The concentric zone model (Burgess 1925) is perhaps the most famous example of human ecology. This model views a city as a series of concentric circular areas, expanding outward from the centre of the city, with various “zones” invading (new categories of people and businesses overrun the edges of nearby zones) and succeeding adjacent zones (after invasion, the new inhabitants repurpose the areas they have invaded and push out the previous inhabitants). In this model, Zone A, in the heart of the city, is the centre of the business and cultural district. Zone B, the concentric circle surrounding the city centre, is composed of formerly wealthy homes split into cheap apartments for new immigrant populations; this zone also houses small manufacturers, pawnshops, and other marginal businesses. Zone C consists of the homes of the working class and established ethnic enclaves. Zone D consists of wealthy homes, white-collar workers, and shopping centres. Zone E contains the estates of the upper class (exurbs) and the suburbs.
In contrast to the functionalist approach, the critical perspective focuses on the dynamics of power and influence in the shaping of the city. One way to do this is to examine how urban areas change according to specific decisions made by political and economic leaders. Cities are not so much the product of a quasi-natural “ecological” unfolding of social differentiation and succession, but of a dynamic of capital investment and disinvestment. City space is acted on primarily as a commodity that is bought and sold for profit. The dynamics of city development are better understood therefore as products of what Logan and Molotch (1987) call “growth coalitions”—coalitions of politicians, real estate investors, corporations, property owners, urban planners, architects, sports teams, cultural institutions, etc.—who work together to attract private capital to the city and lobby government for subsidies and tax breaks for investors. These coalitions generally benefit business interests and the middle and upper classes while marginalizing the interests of working and lower classes.
For example, sociologists Feagin and Parker (1990) suggested three aspects to understanding how political and economic leaders control urban growth. First, economic and political leaders work alongside each other to effect change in urban growth and decline, determining where money flows and how land use is regulated. Second, exchange value and use value are balanced to favour the middle and upper classes so that, for example, public land in poor neighbourhoods may be rezoned for use as industrial land. Finally, urban development is dependent on both structure (groups such as local government) and agency (individuals including business people and activists), and these groups engage in a push-pull dynamic that determines where and how land is actually used. For example, NIMBY (not in my backyard) movements are more likely to emerge in middle- and upper-class neighbourhoods, so these groups have more control over the usage of local land.
At the micro-level of interaction, sociologists have been interested in how human interaction is affected by living in cities.
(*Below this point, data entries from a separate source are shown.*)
//! The public summary of the published records. No login is needed.

use crate::api::Mode;
use crate::args::SummaryArgs;
use crate::commands::{connect, Out};
use crate::error::{public_error, ErrorType, IntoResult};
use crate::model::{
    compare_weeks, same_label, sorted_by_date, Amount, Donation, Expense, Ledger, Totals,
    WeeklyCollection,
};
use crate::{Config, Result};
use chrono::{DateTime, FixedOffset, NaiveDate, Utc};
use serde::Serialize;

/// The `--week` value that selects every week.
pub const ALL_WEEKS: &str = "all";

/// Sums over the weekly collections shown in the summary.
#[derive(Debug, Clone, Copy, Default, PartialEq, Eq, Serialize)]
pub struct WeekTotals {
    pub gross: Amount,
    pub consumption: Amount,
    pub commission: Amount,
    pub net: Amount,
}

impl WeekTotals {
    fn of(entries: &[WeeklyCollection]) -> Self {
        entries.iter().fold(Self::default(), |t, e| Self {
            gross: t.gross + e.gross,
            consumption: t.consumption + e.consumption_cut,
            commission: t.commission + e.commission_cut,
            net: t.net + e.net,
        })
    }
}

#[derive(Debug, Clone, Serialize)]
pub struct Summary {
    /// Totals over every published record, regardless of the week filter.
    pub totals: Totals,
    pub last_updated: Option<DateTime<Utc>>,
    /// Every week label, ordered by week number.
    pub weeks: Vec<String>,
    /// The week shown, or `None` when every week is shown.
    pub week: Option<String>,
    pub weekly: Vec<WeeklyCollection>,
    pub weekly_totals: WeekTotals,
    pub donors: Vec<Donation>,
    pub expenses: Vec<Expense>,
}

/// Summarizes the published records.
///
/// The weekly section shows the week named by `--week`, every week for `--week all`, and the
/// highest numbered week when `--week` is not given.
///
/// # Errors
/// - A validation error if `--week` names a week that has no collections.
pub async fn summary(config: &Config, mode: Mode, args: &SummaryArgs) -> Result<Out<Summary>> {
    let ledger = connect(config, mode)
        .await?
        .fetch_ledger()
        .await
        .pub_result(ErrorType::Remote)?;
    let summary = summarize(&ledger, args.week.as_deref())?;
    let text = render(&summary, config.utc_offset());
    Ok(Out::new(text, summary))
}

fn summarize(ledger: &Ledger, week: Option<&str>) -> Result<Summary> {
    let weeks = ledger.weeks();
    let week = match week.map(str::trim) {
        None => ledger.latest_week(),
        Some(w) if w.eq_ignore_ascii_case(ALL_WEEKS) => None,
        Some(w) => match weeks.iter().find(|known| same_label(known, w)) {
            Some(known) => Some(known.clone()),
            None => {
                return Err(public_error(
                    ErrorType::Validation,
                    format!("there are no collections for '{w}', known weeks: {}", weeks.join(", ")),
                ))
            }
        },
    };

    let mut weekly: Vec<WeeklyCollection> = ledger
        .weekly
        .iter()
        .filter(|e| week.as_ref().is_none_or(|w| e.in_week(w)))
        .cloned()
        .collect();
    weekly.sort_by(|a, b| compare_weeks(&a.week, &b.week).then_with(|| a.zone.cmp(&b.zone)));

    Ok(Summary {
        totals: ledger.totals(),
        last_updated: ledger.last_updated,
        weekly_totals: WeekTotals::of(&weekly),
        weeks,
        week,
        weekly,
        donors: sorted_by_date(&ledger.donors).into_iter().cloned().collect(),
        expenses: sorted_by_date(&ledger.expenses).into_iter().cloned().collect(),
    })
}

fn render(s: &Summary, offset: FixedOffset) -> String {
    let last_updated = match s.last_updated {
        Some(t) => t.with_timezone(&offset).format("%Y-%m-%d %H:%M:%S").to_string(),
        None => "never".to_string(),
    };
    let t = &s.totals;
    let mut lines = vec![
        format!("Last updated:       {last_updated}"),
        format!("Total income:       {:>16}", t.income.to_string()),
        format!("Total expenses:     {:>16}", t.expenses.to_string()),
        format!("Balance:            {:>16}", t.balance.to_string()),
        String::new(),
        "Income".to_string(),
        format!("  Opening balance:  {:>16}", t.initial.to_string()),
        format!("  Weekly (net):     {:>16}", t.weekly_net.to_string()),
        format!("  Donations:        {:>16}", t.donors.to_string()),
        String::new(),
    ];

    lines.push(match &s.week {
        Some(week) => format!("Weekly collections, {week}"),
        None => "Weekly collections, all weeks".to_string(),
    });
    if s.weekly.is_empty() {
        lines.push("  none".to_string());
    }
    for e in &s.weekly {
        let label = if s.week.is_some() {
            e.zone.clone()
        } else {
            format!("{} / {}", e.week, e.zone)
        };
        lines.push(weekly_line(&label, e.gross, e.consumption_cut, e.commission_cut, e.net));
    }
    let w = &s.weekly_totals;
    lines.push(weekly_line("Total", w.gross, w.consumption, w.commission, w.net));
    lines.push(String::new());

    lines.push("Donations".to_string());
    if s.donors.is_empty() {
        lines.push("  none".to_string());
    }
    for e in &s.donors {
        lines.push(dated_line(e.date, &e.donor, e.amount));
    }
    lines.push(String::new());

    lines.push("Expenses".to_string());
    if s.expenses.is_empty() {
        lines.push("  none".to_string());
    }
    for e in &s.expenses {
        lines.push(dated_line(e.date, &e.purpose, e.amount));
    }
    lines.join("\n")
}

fn weekly_line(
    label: &str,
    gross: Amount,
    consumption: Amount,
    commission: Amount,
    net: Amount,
) -> String {
    format!(
        "  {label:<24} gross {:>14}  cuts {:>12} {:>12}  net {:>14}",
        gross.to_string(),
        consumption.to_string(),
        commission.to_string(),
        net.to_string()
    )
}

fn dated_line(date: NaiveDate, text: &str, amount: Amount) -> String {
    format!("  {date}  {text:<32} {:>16}", amount.to_string())
}

#[cfg(test)]
mod tests {
    use super::*;
    use crate::error::error_type;
    use crate::test::TestEnv;

    fn date(day: u32) -> NaiveDate {
        NaiveDate::from_ymd_opt(2026, 9, day).unwrap()
    }

    fn ledger() -> Ledger {
        let weekly = |week: &str, zone: &str, gross: i64| {
            WeeklyCollection::new(date(1), week, zone, Amount::rupiah(gross), None)
        };
        Ledger {
            last_updated: Some("2026-09-20T12:00:00Z".parse().unwrap()),
            weekly: vec![
                weekly("Minggu ke-10", "RT 02", 200_000),
                weekly("Minggu ke-2", "RT 01", 100_000),
                weekly("Minggu ke-10", "RT 01", 100_000),
            ],
            expenses: vec![Expense::new(date(5), "Spanduk", Amount::rupiah(75_000), None)],
            ..Default::default()
        }
    }

    #[test]
    fn test_defaults_to_latest_week() {
        let s = summarize(&ledger(), None).unwrap();
        assert_eq!(s.week.as_deref(), Some("Minggu ke-10"));
        assert_eq!(s.weeks, vec!["Minggu ke-2", "Minggu ke-10"]);
        let zones: Vec<&str> = s.weekly.iter().map(|e| e.zone.as_str()).collect();
        assert_eq!(zones, vec!["RT 01", "RT 02"]);
        assert_eq!(s.weekly_totals.gross, Amount::rupiah(300_000));
        assert_eq!(s.weekly_totals.net, Amount::rupiah(255_000));
        // The headline totals are not filtered.
        assert_eq!(s.totals.weekly_net, Amount::rupiah(340_000));
        assert_eq!(s.totals.balance, Amount::rupiah(265_000));
    }

    #[test]
    fn test_week_filter() {
        let s = summarize(&ledger(), Some("all")).unwrap();
        assert_eq!(s.week, None);
        assert_eq!(s.weekly.len(), 3);
        assert_eq!(s.weekly[0].week, "Minggu ke-2");

        let s = summarize(&ledger(), Some(" minggu ke-2 ")).unwrap();
        assert_eq!(s.week.as_deref(), Some("Minggu ke-2"));
        assert_eq!(s.weekly.len(), 1);

        let err = summarize(&ledger(), Some("Minggu ke-7")).unwrap_err();
        assert_eq!(error_type(&err), Some(ErrorType::Validation));
    }

    #[test]
    fn test_week_labels_differing_in_case_are_one_week() {
        let mut ledger = ledger();
        ledger.weekly.push(WeeklyCollection::new(
            date(8),
            "minggu KE-2 ",
            "RT 03",
            Amount::rupiah(50_000),
            None,
        ));
        assert_eq!(ledger.weeks(), vec!["Minggu ke-2", "Minggu ke-10"]);

        let s = summarize(&ledger, Some("MINGGU KE-2")).unwrap();
        assert_eq!(s.week.as_deref(), Some("Minggu ke-2"));
        let zones: Vec<&str> = s.weekly.iter().map(|e| e.zone.as_str()).collect();
        assert_eq!(zones, vec!["RT 01", "RT 03"]);
        assert_eq!(s.weekly_totals.gross, Amount::rupiah(150_000));
    }

    #[test]
    fn test_empty_ledger() {
        let s = summarize(&Ledger::new(), None).unwrap();
        assert_eq!(s.week, None);
        let text = render(&s, FixedOffset::east_opt(7 * 3600).unwrap());
        assert!(text.starts_with("Last updated:       never"));
        assert!(text.contains("Balance:                        Rp 0"));
    }

    #[test]
    fn test_render_uses_offset() {
        let s = summarize(&ledger(), None).unwrap();
        let text = render(&s, FixedOffset::east_opt(7 * 3600).unwrap());
        assert!(text.starts_with("Last updated:       2026-09-20 19:00:00"));
        assert!(text.contains("Weekly collections, Minggu ke-10"));
        assert!(text.contains("Spanduk"));
    }

    #[tokio::test]
    async fn test_summary_needs_no_login() {
        let env = TestEnv::new().await;
        env.publish_weekly("Minggu ke-1", "RT 01", 100_000).await;
        let out = summary(&env.config(), Mode::Testing, &SummaryArgs::default())
            .await
            .unwrap();
        let s = out.structure().unwrap();
        assert_eq!(s.totals.income, Amount::rupiah(85_000));
        assert!(out.message().contains("RT 01"));
    }
}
In his famous study “The Metropolis and Mental Life,” Simmel described how the built environment and the sheer size and anonymity of the modern city had become a social form, which he called the “metropolitan way of life.” Although the metropolis, its architecture, and the variety of ways of life it contained were products of human creation and expression, as an entity it confronted the individual as a kind of overwhelming monstrosity that threatened to swallow him or her up in its “social-technological mechanism” (Simmel 1903). As a means of self-protection against the city’s overpowering sensory input, people cut themselves off from potentially enriching contact with others and become cold, callous, indifferent, impatient, and blasé.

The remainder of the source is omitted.